Our hypothesis was that SemDNN embeddings would outperform CatDNN in predicting higher-order semantic relations between sounds. To test this, we evaluated the MSOS dataset (see " Evaluation datasets "), where sounds are grouped into five macro-classes: sound effects, human, music, nature, and urban. For both SemDNN and CatDNN models, we computed pairwise normalized cosine distances between sound embeddings in the last intermediate layer (Fig. 2 , arrow). In Fig. 10 , the upper left panel illustrates an idealization, which synthetically reflects the original macro-class organization constructed in the left panel. In this synthetic construction, we assigned a within-category distance of 0 and a between-category distance of 1, allowing for a clear distinction between categories.
To compare the performance of different SemDNN variants and CatDNN, we calculated normalized cosine distances and Pearson correlation coefficients between the synthetic matrix and the computed dissimilarities. The matrix in the upper right panel represents the SemDNN trained with Word2Vec embeddings dissimilarities, while the matrix in the lower left panel represents the CatDNN embeddings. The left two panels are the dissimilarities of SemDNN trained with BERT and CLAP, respectively.
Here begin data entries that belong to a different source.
//! Storage capability and its filesystem implementation.

use std::collections::HashMap;

use async_trait::async_trait;
use tokio_util::sync::CancellationToken;

use crate::errors::Result;
use crate::version::Version;

mod fs_storage;

pub use fs_storage::FsStorage;


/// A versioned key-value store.
///
/// Every mutation produces a fresh opaque [`Version`]; conditional mutations
/// succeed only while the caller's claimed prior version still matches.
/// Version conflicts and key absence are reported through the return values
/// (`None` / `false`), never as errors.
///
/// `wait_for_value` is the only suspending operation; every other operation
/// is synchronous with respect to its caller.
#[async_trait]
pub trait Storage: Send + Sync {
    /// Returns the current value and version, `("", None)` when the key is
    /// absent or deleted.
    fn get_value(
        &self,
        key: &str,
    ) -> Result<(String, Option<Version>)>;

    /// Blocks until the key's version moves past `old_version`, then returns
    /// the new state. Deletion counts as a move and yields `("", None)`.
    ///
    /// Returns [`crate::Error::StorageClosed`] when the storage shuts down
    /// and [`crate::Error::Cancelled`] when `ctx` fires.
    async fn wait_for_value(
        &self,
        ctx: &CancellationToken,
        key: &str,
        old_version: Option<&Version>,
    ) -> Result<(String, Option<Version>)>;

    /// Creates the key. Returns `None` when it already has a current
    /// version.
    fn create_value(
        &self,
        key: &str,
        value: &str,
    ) -> Result<Option<Version>>;

    /// Replaces the value if `old_version` still matches (`None` means
    /// unconditional). Returns `None` when the key is absent or on version
    /// conflict.
    fn update_value(
        &self,
        key: &str,
        value: &str,
        old_version: Option<&Version>,
    ) -> Result<Option<Version>>;

    /// Creates the key, or updates it under the same conditions as
    /// [`Storage::update_value`]. Returns `None` only on version conflict.
    fn create_or_update_value(
        &self,
        key: &str,
        value: &str,
        old_version: Option<&Version>,
    ) -> Result<Option<Version>>;

    /// Deletes the key if `version` still matches (`None` means
    /// unconditional). Returns false when the key is absent or on version
    /// conflict.
    fn delete_value(
        &self,
        key: &str,
        version: Option<&Version>,
    ) -> Result<bool>;

    /// Best-effort snapshot of the store's contents.
    fn inspect(&self) -> Result<StorageDetails>;

    /// Shuts the store down, waking every blocked `wait_for_value` with
    /// [`crate::Error::StorageClosed`]. Later calls return the same error.
    fn close(&self) -> Result<()>;
}

/// Point-in-time view of a storage, as reported by [`Storage::inspect`].
#[derive(Debug, Clone, Default, PartialEq, Eq)]
pub struct StorageDetails {
    pub values: HashMap<String, ValueDetails>,
    pub is_closed: bool,
}

/// One key's entry in [`StorageDetails`].
#[derive(Debug, Clone, PartialEq, Eq)]
pub struct ValueDetails {
    pub value: String,
    pub version: Version,
}
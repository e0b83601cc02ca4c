//! Structured content of the notes report, independent of output format.

use chrono::DateTime;
use chrono::Utc;

use crate::blend::REFLECTION_QUESTIONS;
use crate::state::PairId;
use crate::state::WheelState;

pub const REPORT_TITLE: &str = "Dominant themes: reflection notes";
/// Printed in place of an unanswered question.
pub const BLANK_ANSWER: &str = "–";

#[derive(Debug, Clone, PartialEq)]
pub struct NotesReport {
    pub title: String,
    pub exported_at: DateTime<Utc>,
    /// `(rank, trademarked name)` for each occupied slot.
    pub ranked: Vec<(usize, String)>,
    pub snapshot_file: Option<String>,
    pub pages: Vec<PairPage>,
}

#[derive(Debug, Clone, PartialEq)]
pub struct PairPage {
    pub pair: PairId,
    pub title: String,
    pub updated_at: Option<DateTime<Utc>>,
    pub entries: Vec<QuestionAnswer>,
}

#[derive(Debug, Clone, PartialEq, Eq)]
pub struct QuestionAnswer {
    pub question: &'static str,
    pub answer: String,
}

pub fn build_report(
    wheel: &WheelState,
    exported_at: DateTime<Utc>,
    snapshot_file: Option<&str>,
) -> NotesReport {
    let ranked = wheel
        .selection
        .slots()
        .iter()
        .enumerate()
        .filter_map(|(idx, key)| key.map(|key| (idx + 1, key.trademarked_name())))
        .collect();

    let pages = wheel
        .notes
        .iter()
        .map(|(pair, notes)| PairPage {
            pair: pair.clone(),
            title: pair_title(pair),
            updated_at: notes.updated_at(),
            entries: REFLECTION_QUESTIONS
                .iter()
                .zip(notes.answers.iter())
                .map(|(question, answer)| QuestionAnswer {
                    question: *question,
                    answer: display_answer(answer),
                })
                .collect(),
        })
        .collect();

    NotesReport {
        title: REPORT_TITLE.to_string(),
        exported_at,
        ranked,
        snapshot_file: snapshot_file.map(str::to_string),
        pages,
    }
}

fn pair_title(pair: &PairId) -> String {
    match pair.keys() {
        Some((a, b)) => format!("{} + {}", a.trademarked_name(), b.trademarked_name()),
        None => pair.to_string(),
    }
}

fn display_answer(answer: &str) -> String {
    let trimmed = answer.trim();
    if trimmed.is_empty() {
        BLANK_ANSWER.to_string()
    } else {
        trimmed.to_string()
    }
}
The color scale in all the matrices represents the normalized distances, ranging from minimum (blue) to maximum (yellow).
Among the SemDNN variants, the SemDNN model trained with Word2Vec embeddings demonstrated a stronger correlation with the true categorical model, with a Pearson correlation coefficient of 0.340. Comparatively, the SemDNN models trained with BERT and CLAP embeddings exhibited lower correlation coefficients of 0.194 and 0.224, respectively. The CatDNN embedding displayed a correlation coefficient of 0.202. Therefore, the SemDNN trained with BERT representations exhibited the weakest correlation with the true categorical model.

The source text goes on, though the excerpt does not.